Highest fine paid by a company

Sources told the news agency Reuters, that the penalty will be higher than the previous record fine for Amazon $821 million (746 euros). This comes after Amazon was forced to pay a fine of the previously mentioned amount by Luxembourg, in 2021 for similarly flouting the EU’s privacy standards. 

Why now?

The upcoming decision reportedly follows revelations by Edward Snowden, the former US National Security Agency contractor back in 2013 and a legal challenge brought by an Austrian privacy campaigner, Max Schrems. 

As per media reports, Schrems has expressed concerns that European users’ data is not sufficiently protected from the US’ intelligence agencies after Snowden disclosed that officials across the Atlantic have repeatedly accessed people’s information via tech companies like Facebook, Google, and so on. 

Notably, Scherms’ lawsuit began a decade-long legal battle over the legality of transferring EU data to the US. According to Reuters, EU regulators led by Ireland’s Data Protection Commissioner Helen Dixon have been in the midst of finalising the ban on a legal tool used by Facebook to transfer European user data. 

This comes as the Irish DPC was given one month, back in April to chalk out the details of the order to block Facebook’s transatlantic data flows, as per which, the ban would take place sometime in mid-May, reported Reuters. 

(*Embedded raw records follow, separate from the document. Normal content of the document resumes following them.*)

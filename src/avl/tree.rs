// =====================================================================
// File: avl/tree.rs
// Author: Bob Jack
// Course: CSCE 5350: Fundamentals of Database Systems
// Index Comparison Project
// Date: Oct. 7, 2025 - Refactored Oct. 13, 2025
//
// Description:
//   Implements the AVL record index (`AvlIndex`): a binary search tree
//   keyed by record id that rebalances every ancestor of a changed node
//   on the way back up, so the heights of sibling subtrees never differ
//   by more than one.
//
// Features:
//   - `insert`: Adds a record; duplicate ids are ignored (first wins).
//   - `search`: Returns the record for an id.
//   - `remove`: Removes an id, using the in-order successor for nodes
//               with two children.
//   - `iter` / `print`: Ascending traversal.
// =====================================================================
use std::cmp::Ordering;
use std::io::{self, Write};

use super::node::{AvlNode, Link, rebalance};
use crate::Record;


#[derive(Debug, Default)]
pub struct AvlIndex {
    root: Link,
    len: usize,
}


impl AvlIndex {
    /// Creates an empty tree.
    pub fn new() -> Self {
        Self::default()
    }

    pub fn len(&self) -> usize {
        self.len
    }

    pub fn is_empty(&self) -> bool {
        self.root.is_none()
    }

    /// Read-only view of the root node.
    pub fn root(&self) -> Option<&AvlNode> {
        self.root.as_deref()
    }

    /// Height of the whole tree (0 when empty).
    pub fn height(&self) -> usize {
        self.root.as_ref().map_or(0, |node| node.height as usize)
    }

    /// Search for a record by id.
    ///
    /// # Example
    /// ```
    /// use record_index::{AvlIndex, Record};
    /// let mut t = AvlIndex::new();
    /// t.insert(Record::new(40, "ABCD", 30));
    /// assert_eq!(t.search(40).map(|r| r.age), Some(30));
    /// assert!(t.search(41).is_none());
    /// ```
    pub fn search(&self, id: i64) -> Option<&Record> {
        let mut node = self.root.as_deref();
        while let Some(current) = node {
            node = match id.cmp(&current.record.id) {
                Ordering::Less => current.left.as_deref(),
                Ordering::Greater => current.right.as_deref(),
                Ordering::Equal => return Some(&current.record),
            };
        }
        None
    }

    /// Insert a record, rebalancing every ancestor of the new leaf.
    ///
    /// Returns `false` (and keeps the stored record) if the id exists.
    ///
    /// # Example
    /// ```
    /// use record_index::{AvlIndex, Record};
    ///
    /// let mut t = AvlIndex::new();
    /// // Ascending inserts would make a list in a plain BST
    /// for id in 1..=7 {
    ///     t.insert(Record::new(id, "NAME", 1));
    /// }
    /// assert_eq!(t.height(), 3);
    /// assert_eq!(t.root().unwrap().record.id, 4);
    ///
    /// assert!(!t.insert(Record::new(4, "OTHER", 2)));
    /// assert_eq!(t.search(4).unwrap().name, "NAME");
    /// ```
    pub fn insert(&mut self, record: Record) -> bool {
        let mut inserted = false;
        self.root = Some(Self::insert_node(self.root.take(), record, &mut inserted));
        if inserted {
            self.len += 1;
        }
        inserted
    }

    /// Remove the record with this id, rebalancing every visited node.
    ///
    /// Returns `true` if a record was removed; a missing id is a no-op.
    ///
    /// # Example
    /// ```
    /// use record_index::{AvlIndex, Record};
    /// let mut t = AvlIndex::new();
    /// t.insert(Record::new(1, "ABCD", 20));
    /// assert!(t.remove(1));
    /// assert!(t.is_empty());
    /// assert!(!t.remove(1));
    /// ```
    pub fn remove(&mut self, id: i64) -> bool {
        let mut removed = false;
        self.root = Self::remove_node(self.root.take(), id, &mut removed);
        if removed {
            self.len -= 1;
        }
        removed
    }

    /// In-order (ascending id) iterator.
    pub fn iter(&self) -> Iter<'_> {
        Iter::new(self.root.as_deref())
    }

    /// Writes every record, ascending by id, one line each.
    pub fn print<W: Write>(&self, out: &mut W) -> io::Result<()> {
        for record in self.iter() {
            writeln!(out, "{record}")?;
        }
        Ok(())
    }


    // =========================
    // Recursive helpers
    // =========================

    fn insert_node(link: Link, record: Record, inserted: &mut bool) -> Box<AvlNode> {
        let Some(mut node) = link else {
            *inserted = true;
            return Box::new(AvlNode::new(record));
        };

        match record.id.cmp(&node.record.id) {
            Ordering::Less => {
                node.left = Some(Self::insert_node(node.left.take(), record, inserted));
            }
            Ordering::Greater => {
                node.right = Some(Self::insert_node(node.right.take(), record, inserted));
            }
            // Duplicate id, no insertion
            Ordering::Equal => return node,
        }

        rebalance(node)
    }

    fn remove_node(link: Link, id: i64, removed: &mut bool) -> Link {
        let mut node = link?;

        match id.cmp(&node.record.id) {
            Ordering::Less => node.left = Self::remove_node(node.left.take(), id, removed),
            Ordering::Greater => node.right = Self::remove_node(node.right.take(), id, removed),
            Ordering::Equal => {
                *removed = true;
                match (node.left.take(), node.right.take()) {
                    (None, None) => return None,
                    (Some(child), None) | (None, Some(child)) => return Some(child),
                    (Some(left), Some(right)) => {
                        // Successor record moves up into this node
                        let (rest, successor) = Self::take_min(right);
                        node.left = Some(left);
                        node.right = rest;
                        node.record = successor;
                    }
                }
            }
        }

        Some(rebalance(node))
    }

    /// Detaches the minimum node of a subtree, returning the rebalanced
    /// remainder and the detached record.
    fn take_min(mut node: Box<AvlNode>) -> (Link, Record) {
        match node.left.take() {
            None => {
                let AvlNode { record, right, .. } = *node;
                (right, record)
            }
            Some(left) => {
                let (rest, min) = Self::take_min(left);
                node.left = rest;
                (Some(rebalance(node)), min)
            }
        }
    }
}


/// Lazy in-order iterator over an AVL tree (explicit stack, depth-bounded
/// by the tree height).
pub struct Iter<'a> {
    stack: Vec<&'a AvlNode>,
}


impl<'a> Iter<'a> {
    fn new(root: Option<&'a AvlNode>) -> Self {
        let mut iter = Self { stack: Vec::new() };
        iter.push_left(root);
        iter
    }

    fn push_left(&mut self, mut node: Option<&'a AvlNode>) {
        while let Some(current) = node {
            self.stack.push(current);
            node = current.left.as_deref();
        }
    }
}


impl<'a> Iterator for Iter<'a> {
    type Item = &'a Record;

    fn next(&mut self) -> Option<Self::Item> {
        let node = self.stack.pop()?;
        self.push_left(node.right.as_deref());
        Some(&node.record)
    }
}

Europe’s highest court also ruled in 2020 and repeatedly said that an agreement between the EU-US for data transfer was invalid and concluded that Washington does not have sufficient systems in place to protect European data. 

Facebook’s previous responses

However, the company which also owns WhatsApp and Instagram warned that suspending data transfers on the basis of standard contractual clauses (SCCs) could have “a far-reaching effect on businesses that rely on SCCs (Facebook and other tech giants) and on the online services many people and businesses rely on”.

Similarly, Meta, earlier this year, reiterated that without SCCs or “other alternative means of data transfers” it would “likely” not be able to offer access to social media platforms like Facebook and Instagram, across Europe, reported The Guardian. 

(With inputs from agencies)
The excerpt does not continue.